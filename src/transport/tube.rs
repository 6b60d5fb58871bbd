//! Tubes: the stages of a message pipeline.
//!
//! Each tube does its request-side work, hands the context to the next tube,
//! then does its response-side work on the message the next tube left in the
//! context. The innermost tube (the endpoint on a server, the transport on a
//! client) turns the request into the response.

use crate::models::{Fault, FaultCode, Header, Message};
use crate::transport::context::{Credentials, MessageContext};
use crate::transport::error::WsError;
use crate::transport::handler::Handler;
use async_trait::async_trait;
use std::collections::HashSet;
use std::sync::Arc;
use std::sync::atomic::{AtomicU64, Ordering};
use std::time::Instant;
use tracing::{debug, info, warn};
use uuid::Uuid;

pub const WSA_MESSAGE_ID: &str = "wsa:MessageID";
pub const WSA_ACTION: &str = "wsa:Action";
pub const WSA_RELATES_TO: &str = "wsa:RelatesTo";
pub const SECURITY_HEADER: &str = "wsse:Security";

#[async_trait]
pub trait Tube: Send + Sync {
    fn name(&self) -> &'static str;

    /// The tube this one hands the message to. `None` for the innermost tube.
    fn next(&self) -> Option<&Arc<dyn Tube>>;

    async fn process(&self, ctx: &mut MessageContext) -> Result<(), WsError>;
}

/// The port type implementation behind a server pipeline.
#[async_trait]
pub trait Endpoint: Send + Sync {
    async fn invoke(&self, request: Message, ctx: &MessageContext) -> Result<Message, WsError>;
}

/// Carries a request to a remote endpoint and returns its response.
#[async_trait]
pub trait MessageTransport: Send + Sync {
    async fn send(&self, request: Message) -> Result<Message, WsError>;
}

/// Which end of a call a tube sits on.
#[derive(Debug, Clone, Copy, PartialEq, Eq)]
pub enum Side {
    Server,
    Client,
}

async fn forward(next: &Arc<dyn Tube>, ctx: &mut MessageContext) -> Result<(), WsError> {
    next.process(ctx).await
}

/// Invokes the endpoint. Innermost server tube.
pub struct TerminalTube {
    endpoint: Arc<dyn Endpoint>,
}

impl TerminalTube {
    pub fn new(endpoint: Arc<dyn Endpoint>) -> Self {
        Self { endpoint }
    }
}

#[async_trait]
impl Tube for TerminalTube {
    fn name(&self) -> &'static str {
        "terminal"
    }

    fn next(&self) -> Option<&Arc<dyn Tube>> {
        None
    }

    async fn process(&self, ctx: &mut MessageContext) -> Result<(), WsError> {
        let request = ctx.message.clone();
        let response = self.endpoint.invoke(request, ctx).await?;
        ctx.message = response;
        ctx.reverse();
        Ok(())
    }
}

/// Sends the request over a [`MessageTransport`]. Innermost client tube.
pub struct TransportTube {
    transport: Arc<dyn MessageTransport>,
}
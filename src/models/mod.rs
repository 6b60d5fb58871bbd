//! Data models shared by the SQL layer and the handler pipeline.

pub mod bind;
pub mod database;
pub mod message;
pub mod value;

pub use bind::{BindBase, Holder, ListHolder, OutputTarget};
pub use database::DatabaseType;
pub use message::{Fault, FaultCode, Header, Message};
pub use value::{Row, Value};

> _ACTION ITEM_
Begin with the top line of the material and go as far as the line with "left in the". Set down those lines exactly, both ends included, and nothing more.

> _RESPONSE_
filename src/transport/tube.rs
repository 6b60d5fb58871bbd
//! Tubes: the stages of a message pipeline.
//!
//! Each tube does its request-side work, hands the context to the next tube,
//! then does its response-side work on the message the next tube left in the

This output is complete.